BACKGROUND:
Childhood
undernutrition is a major
public health concern that
needs special
attention to achieve 2025 global
nutrition targets. Moderate acute
malnutrition (MAM), manifest as wasting (low weight-for-height),
affects 33 million
children under 5, yet there are currently no global guidelines for its
treatment. We recently performed a randomized-controlled
clinical study of a
microbiota-directed complementary
food formulation (MDCF-2) in 12-18-month-old Bangladeshi
children with MAM. The results revealed that MDCF-2, freshly prepared each day, produced a significantly greater improvement in ponderal
growth than a standard ready-to-use supplementary
food (RUSF), an effect that is associated with repair of the disrupted gut
microbial community development that occurs in
children with MAM. To test the generalizability of these results in acutely malnourished
children at other sites, there is a pressing need for a packaged, shelf-stable, organoleptically-acceptable formulation that is bioequivalent to MDCF-2. This
report describes the protocol for a
clinical study to evaluate candidate formulations designed to meet these criteria.
METHODS:
A randomized
single-blind study will be conducted in 8-12-month-old Bangladeshi
children with MAM to compare the
efficacy of alternative shelf-stable MDCF prototypes versus the current MDCF-2 formulation that is produced fresh each day. V4-16S
rDNA amplicon and shotgun sequencing datasets
will be generated from faecal
DNA samples collected from each
child enrolled in each group prior to, during, and
after treatment to determine the abundances of MDCF-2-responsive bacterial taxa.

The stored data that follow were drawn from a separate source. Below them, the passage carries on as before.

use std::collections::BTreeMap;

use serde::{Deserialize, Serialize};

pub mod orig {
    use serde::{Deserialize, Serialize};

    /// The track UUID exactly as it appears in a log.
    #[derive(Clone, Debug, PartialEq, Eq, PartialOrd, Ord, Hash, Serialize, Deserialize)]
    pub struct TrackID(pub String);
}

/// Dense per-scene object ID, assigned in order of first appearance in the log.
#[derive(Clone, Copy, Debug, PartialEq, Eq, PartialOrd, Ord, Hash, Serialize, Deserialize)]
pub struct ObjectID(pub usize);

/// The numeric name of a scene file, `<file_id>.csv`
#[derive(Clone, Copy, Debug, PartialEq, Eq, PartialOrd, Ord, Hash, Serialize, Deserialize)]
pub struct FileID(pub u64);

impl std::fmt::Display for FileID {
    fn fmt(&self, f: &mut std::fmt::Formatter) -> std::fmt::Result {
        write!(f, "{}", self.0)
    }
}

impl CheapID for ObjectID {
    fn new(x: usize) -> Self {
        Self(x)
    }
}

pub trait CheapID: Copy {
    fn new(x: usize) -> Self;
}

#[derive(Clone, Serialize, Deserialize)]
pub struct IDMapping<K: Ord, V> {
    orig_to_cheap: BTreeMap<K, V>,
}

impl<K: Clone + std::fmt::Debug + Ord, V: CheapID> IDMapping<K, V> {
    pub fn new() -> Self {
        Self {
            orig_to_cheap: BTreeMap::new(),
        }
    }

    pub fn insert_idempotent(&mut self, orig: &K) -> V {
        match self.orig_to_cheap.get(orig) {
            Some(x) => *x,
            None => {
                let v = V::new(self.orig_to_cheap.len());
                self.orig_to_cheap.insert(orig.clone(), v);
                v
            }
        }
    }

    pub fn len(&self) -> usize {
        self.orig_to_cheap.len()
    }

    pub fn is_empty(&self) -> bool {
        self.orig_to_cheap.is_empty()
    }
}

impl<K: Clone + std::fmt::Debug + Ord, V: CheapID> Default for IDMapping<K, V> {
    fn default() -> Self {
        Self::new()
    }
}

#[cfg(test)]
mod tests {
    use super::*;

    #[test]
    fn ids_follow_first_appearance() {
        let mut ids: IDMapping<orig::TrackID, ObjectID> = IDMapping::new();
        let a = orig::TrackID("00000000-0000-0000-0000-000000000007".to_string());
        let b = orig::TrackID("00000000-0000-0000-0000-000000000001".to_string());
        assert_eq!(ids.insert_idempotent(&a), ObjectID(0));
        assert_eq!(ids.insert_idempotent(&b), ObjectID(1));
        assert_eq!(ids.insert_idempotent(&a), ObjectID(0));
        assert_eq!(ids.len(), 2);
    }
}
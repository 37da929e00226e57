//! Policies that substitute the requested scene with another one while training.

use rand::rngs::StdRng;
use rand::seq::SliceRandom;
use rand::Rng;

/// An endless stream of indices. Each pass visits every index once in a random order, then the
/// pool is reshuffled.
#[derive(Clone, Debug)]
pub struct IndexPool {
    indices: Vec<usize>,
    remaining: Vec<usize>,
    reshuffles: usize,
}

impl IndexPool {
    pub fn new(indices: Vec<usize>) -> Self {
        Self {
            indices,
            remaining: Vec::new(),
            reshuffles: 0,
        }
    }

    pub fn len(&self) -> usize {
        self.indices.len()
    }

    pub fn is_empty(&self) -> bool {
        self.indices.is_empty()
    }

    /// Only None if the pool has no indices at all.
    pub fn draw(&mut self, rng: &mut StdRng) -> Option<usize> {
        if self.remaining.is_empty() {
            if self.indices.is_empty() {
                return None;
            }
            self.remaining = self.indices.clone();
            self.remaining.shuffle(rng);
            self.reshuffles += 1;
        }
        self.remaining.pop()
    }

    /// How many passes have started.
    pub fn reshuffles(&self) -> usize {
        self.reshuffles
    }
}

/// Caps the number of straight scenes in every batch-sized run of accesses. Once the quota of
/// straight scenes is reached, the rest of the run is filled with curved ones.
pub struct ClassBalancer {
    batch_size: usize,
    straight_quota: usize,
    straight: IndexPool,
    curved: IndexPool,
    accesses: usize,
    straight_in_batch: usize,
}

impl ClassBalancer {
    /// `fraction` is the maximum share of straight scenes per batch.
    pub fn new(fraction: f64, batch_size: usize, straight: Vec<usize>, curved: Vec<usize>) -> Self {
        if straight.is_empty() || curved.is_empty() {
            warn!(
                "Class balance has {} straight and {} curved scenes; the empty class can't be sampled",
                straight.len(),
                curved.len()
            );
        }
        Self {
            batch_size,
            straight_quota: (fraction * batch_size as f64).floor() as usize,
            straight: IndexPool::new(straight),
            curved: IndexPool::new(curved),
            accesses: 0,
            straight_in_batch: 0,
        }
    }

    /// Returns the scene to use instead of the requested one.
    pub fn resample(&mut self, requested: usize, curved: bool, rng: &mut StdRng) -> usize {
        if self.accesses % self.batch_size == 0 {
            self.straight_in_batch = 0;
        }
        self.accesses += 1;

        let want_straight = !curved && self.straight_in_batch < self.straight_quota;
        let (first, second) = if want_straight {
            (&mut self.straight, &mut self.curved)
        } else {
            (&mut self.curved, &mut self.straight)
        };
        if let Some(idx) = first.draw(rng) {
            if want_straight {
                self.straight_in_batch += 1;
            }
            return idx;
        }
        // Only one class exists, so no balance is possible
        let substitute = second.draw(rng).unwrap_or(requested);
        if !want_straight && self.curved.is_empty() {
            self.straight_in_batch += 1;
        }
        substitute
    }

    pub fn straight_pool(&self) -> &IndexPool {
        &self.straight
    }

    pub fn curved_pool(&self) -> &IndexPool {
        &self.curved
    }
}

/// Whether a scene came from the requested index or was substituted by hard mining.
#[derive(Clone, Copy, Debug, PartialEq, Eq)]
pub enum Provenance {
    Standard,
    HardMining,
}

/// With some probability, swaps the requested scene for one of the hardest scenes. At most
/// `(1 - probability) * batch_size` scenes of each batch-sized run are standard.
pub struct HardMiner {
    probability: f64,
    batch_size: usize,
    standard_quota: usize,
    hardest: Vec<usize>,
    accesses: usize,
    standard_in_batch: usize,
}

impl HardMiner {
    pub fn new(probability: f64, batch_size: usize, hardest: Vec<usize>) -> Self {
        Self {
            probability,
            batch_size,
            standard_quota: ((1.0 - probability) * batch_size as f64).floor() as usize,
            hardest,
            accesses: 0,
            standard_in_batch: 0,
        }
    }

    pub fn hardest(&self) -> &[usize] {
        &self.hardest
    }

    pub fn resample(&mut self, requested: usize, rng: &mut StdRng) -> (usize, Provenance) {
        if self.accesses % self.batch_size == 0 {
            self.standard_in_batch = 0;
        }
        self.accesses += 1;

        let standard = !self.hardest.is_empty()
            && !rng.random_bool(self.probability)
            && self.standard_in_batch < self.standard_quota;
        if standard || self.hardest.is_empty() {
            self.standard_in_batch += 1;
            return (requested, Provenance::Standard);
        }
        let idx = self.hardest[rng.random_range(0..self.hardest.len())];
        (idx, Provenance::HardMining)
    }
}
use std::collections::BTreeMap;

use argoverse::{City, FileID, ObjectID, ObjectType, RawRecord, SceneLog};

use crate::{linearity, DatasetConfig, Split};

/// One object that was observed at every timestep of a window.
#[derive(Clone, Debug)]
pub struct AgentTrack {
    pub object: ObjectID,
    pub class: ObjectType,
    /// Relative to the scene's map origin
    pub abs: Vec<[f64; 2]>,
    /// Displacement from the previous timestep; the first is zero
    pub rel: Vec<[f64; 2]>,
    pub mask: Vec<bool>,
    pub timestamps: Vec<f64>,
    /// None for the test split, which lacks the future
    pub non_linear: Option<bool>,
}

/// Every object fully observed inside one window of a scene.
#[derive(Clone, Debug)]
pub struct SceneWindow {
    pub file_id: FileID,
    pub city: City,
    /// Global position of the AGENT at the observation origin
    pub map_origin: [f64; 2],
    /// Ordered by object ID
    pub agents: Vec<AgentTrack>,
}

impl SceneWindow {
    /// The row of the single AGENT, if it's been retained.
    pub fn reference_row(&self) -> Option<usize> {
        let mut rows = self
            .agents
            .iter()
            .enumerate()
            .filter(|(_, a)| a.class == ObjectType::Agent)
            .map(|(idx, _)| idx);
        let row = rows.next()?;
        if rows.next().is_some() {
            return None;
        }
        Some(row)
    }

    /// Heading of the AGENT over its last two observed positions, in radians.
    pub fn reference_orientation(&self, obs_len: usize) -> Option<f64> {
        let agent = &self.agents[self.reference_row()?];
        if obs_len < 2 || agent.abs.len() < obs_len {
            return None;
        }
        let from = agent.abs[obs_len - 2];
        let to = agent.abs[obs_len - 1];
        Some((to[1] - from[1]).atan2(to[0] - from[0]))
    }

    /// Scenes need the AV and the AGENT at minimum.
    pub fn is_usable(&self, min_objs: usize) -> bool {
        self.agents.len() >= min_objs && self.reference_row().is_some()
    }
}

/// Extracts the tracks of every object present for the whole window beginning at frame `start`.
/// Returns None if the AGENT has no observation at the configured origin.
pub fn process_window(scene: &SceneLog, start: usize, cfg: &DatasetConfig) -> Option<SceneWindow> {
    let frames = scene.frames();
    if start >= frames.len() {
        return None;
    }
    let end = (start + cfg.window_len()).min(frames.len());
    let window = &frames[start..end];
    let frame_index = |t: f64| window.iter().position(|f| *f == t);

    let in_window: Vec<&RawRecord> = scene
        .records
        .iter()
        .filter(|r| r.timestamp >= window[0] && r.timestamp <= window[window.len() - 1])
        .collect();

    let map_origin = match in_window
        .iter()
        .filter(|r| r.object_type == ObjectType::Agent)
        .nth(cfg.obs_origin - 1)
    {
        Some(r) => r.pos,
        None => {
            debug!(
                "Scene {} has no AGENT observation {} in its window",
                scene.file_id, cfg.obs_origin
            );
            return None;
        }
    };

    let mut per_object: BTreeMap<ObjectID, Vec<&RawRecord>> = BTreeMap::new();
    for rec in in_window {
        per_object
            .entry(rec.object)
            .or_insert_with(Vec::new)
            .push(rec);
    }

    let track_len = cfg.window_len();
    let mut agents = Vec::new();
    for (object, mut recs) in per_object {
        if recs.len() != track_len {
            continue;
        }
        recs.sort_by(|a, b| a.timestamp.total_cmp(&b.timestamp));
        // One record per frame, with no gaps
        let front = match frame_index(recs[0].timestamp) {
            Some(x) => x,
            None => continue,
        };
        if !recs
            .iter()
            .enumerate()
            .all(|(i, r)| frame_index(r.timestamp) == Some(front + i))
        {
            continue;
        }

        let abs: Vec<[f64; 2]> = recs
            .iter()
            .map(|r| [r.pos[0] - map_origin[0], r.pos[1] - map_origin[1]])
            .collect();
        let rel = relative_displacements(&abs);
        let non_linear = if cfg.split == Split::Test {
            None
        } else {
            Some(linearity::is_non_linear(&abs, &cfg.linearity))
        };
        agents.push(AgentTrack {
            object,
            class: recs[0].object_type,
            rel,
            mask: vec![true; track_len],
            timestamps: recs.iter().map(|r| r.timestamp).collect(),
            non_linear,
            abs,
        });
    }

    Some(SceneWindow {
        file_id: scene.file_id,
        city: scene.city,
        map_origin,
        agents,
    })
}

/// First-order differences, with a zero first step.
pub fn relative_displacements(abs: &[[f64; 2]]) -> Vec<[f64; 2]> {
    let mut rel = Vec::with_capacity(abs.len());
    if abs.is_empty() {
        return rel;
    }
    rel.push([0.0, 0.0]);
    for pair in abs.windows(2) {
        rel.push([pair[1][0] - pair[0][0], pair[1][1] - pair[0][1]]);
    }
    rel
}

#[cfg(test)]
mod tests {
    use super::*;

    fn log(rows: &[(f64, &str, &str, f64, f64)]) -> SceneLog {
        let mut raw = "TIMESTAMP,TRACK_ID,OBJECT_TYPE,X,Y,CITY_NAME\n".to_string();
        for (t, id, kind, x, y) in rows {
            raw.push_str(&format!("{t},{id},{kind},{x},{y},PIT\n"));
        }
        SceneLog::load(FileID(1), raw.as_bytes()).unwrap()
    }

    fn small_cfg() -> DatasetConfig {
        DatasetConfig {
            obs_len: 2,
            pred_len: 2,
            ..Default::default()
        }
    }

    #[test]
    fn tracks_and_displacements() {
        let mut rows = Vec::new();
        for i in 0..4 {
            let t = i as f64 * 0.1;
            rows.push((t, "agent", "AGENT", 100.0 + i as f64, 200.0));
            rows.push((t, "av", "AV", 90.0, 200.0 + 2.0 * i as f64));
        }
        // Only seen at 3 of the 4 frames
        for i in 1..4 {
            rows.push((i as f64 * 0.1, "late", "OTHER", 0.0, 0.0));
        }
        let scene = log(&rows);
        let window = process_window(&scene, 0, &small_cfg()).unwrap();

        assert_eq!(window.map_origin, [100.0, 200.0]);
        assert_eq!(window.agents.len(), 2);
        assert!(window.is_usable(2));

        let agent = &window.agents[window.reference_row().unwrap()];
        assert_eq!(agent.abs, vec![[0.0, 0.0], [1.0, 0.0], [2.0, 0.0], [3.0, 0.0]]);
        assert_eq!(agent.rel[0], [0.0, 0.0]);
        for i in 1..4 {
            assert_eq!(agent.rel[i], [1.0, 0.0]);
        }
        assert_eq!(agent.non_linear, Some(false));
        assert_eq!(window.reference_orientation(2), Some(0.0));
    }

    #[test]
    fn gaps_are_discarded() {
        let mut rows = Vec::new();
        for i in 0..4 {
            let t = i as f64 * 0.1;
            rows.push((t, "agent", "AGENT", i as f64, 0.0));
        }
        // Four records, but two at the same frame and none at another
        for t in [0.0, 0.1, 0.1, 0.3] {
            rows.push((t, "dup", "OTHER", 5.0, 5.0));
        }
        let scene = log(&rows);
        let window = process_window(&scene, 0, &small_cfg()).unwrap();
        assert_eq!(window.agents.len(), 1);
        assert!(!window.is_usable(2));
    }

    #[test]
    fn test_split_keeps_only_observations() {
        let mut rows = Vec::new();
        for i in 0..2 {
            let t = i as f64 * 0.1;
            rows.push((t, "agent", "AGENT", i as f64, 0.0));
            rows.push((t, "av", "AV", 0.0, i as f64));
        }
        let scene = log(&rows);
        let cfg = DatasetConfig {
            split: Split::Test,
            ..small_cfg()
        };
        let window = process_window(&scene, 0, &cfg).unwrap();
        assert_eq!(window.agents.len(), 2);
        assert!(window.agents.iter().all(|a| a.non_linear.is_none()));
        assert!(window.agents.iter().all(|a| a.abs.len() == 2));
    }

    #[test]
    fn missing_origin() {
        let scene = log(&[(0.0, "av", "AV", 0.0, 0.0), (0.1, "av", "AV", 1.0, 0.0)]);
        assert!(process_window(&scene, 0, &small_cfg()).is_none());
    }
}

Efficacy will be assessed by quantifying the change in representation of MDCF-2-responsive gut bacterial taxa after 4-weeks of
treatment with freshly prepared MDCF-2 compared to their changes in abundance
after treatment with the prototype MDCFs. Equivalence
will be defined as the absence of a statistically significant difference, after 4-weeks of
treatment, in the representation of faecal bacterial taxa associated with the response to MDCF-2 in participants receiving a test MDCF.
DISCUSSION:
This trial aims to establish acceptability and equivalence with
respect to
microbiota repair, of scalable, shelf-stable formulations of MDCF-2 in 8-12-month-old Bangladeshi
children with moderate acute
malnutrition. TRIAL REGISTRATION ClinicalTrials.gov (NCT05094024). The trial has been registered before starting enrolment on 23 October 2021.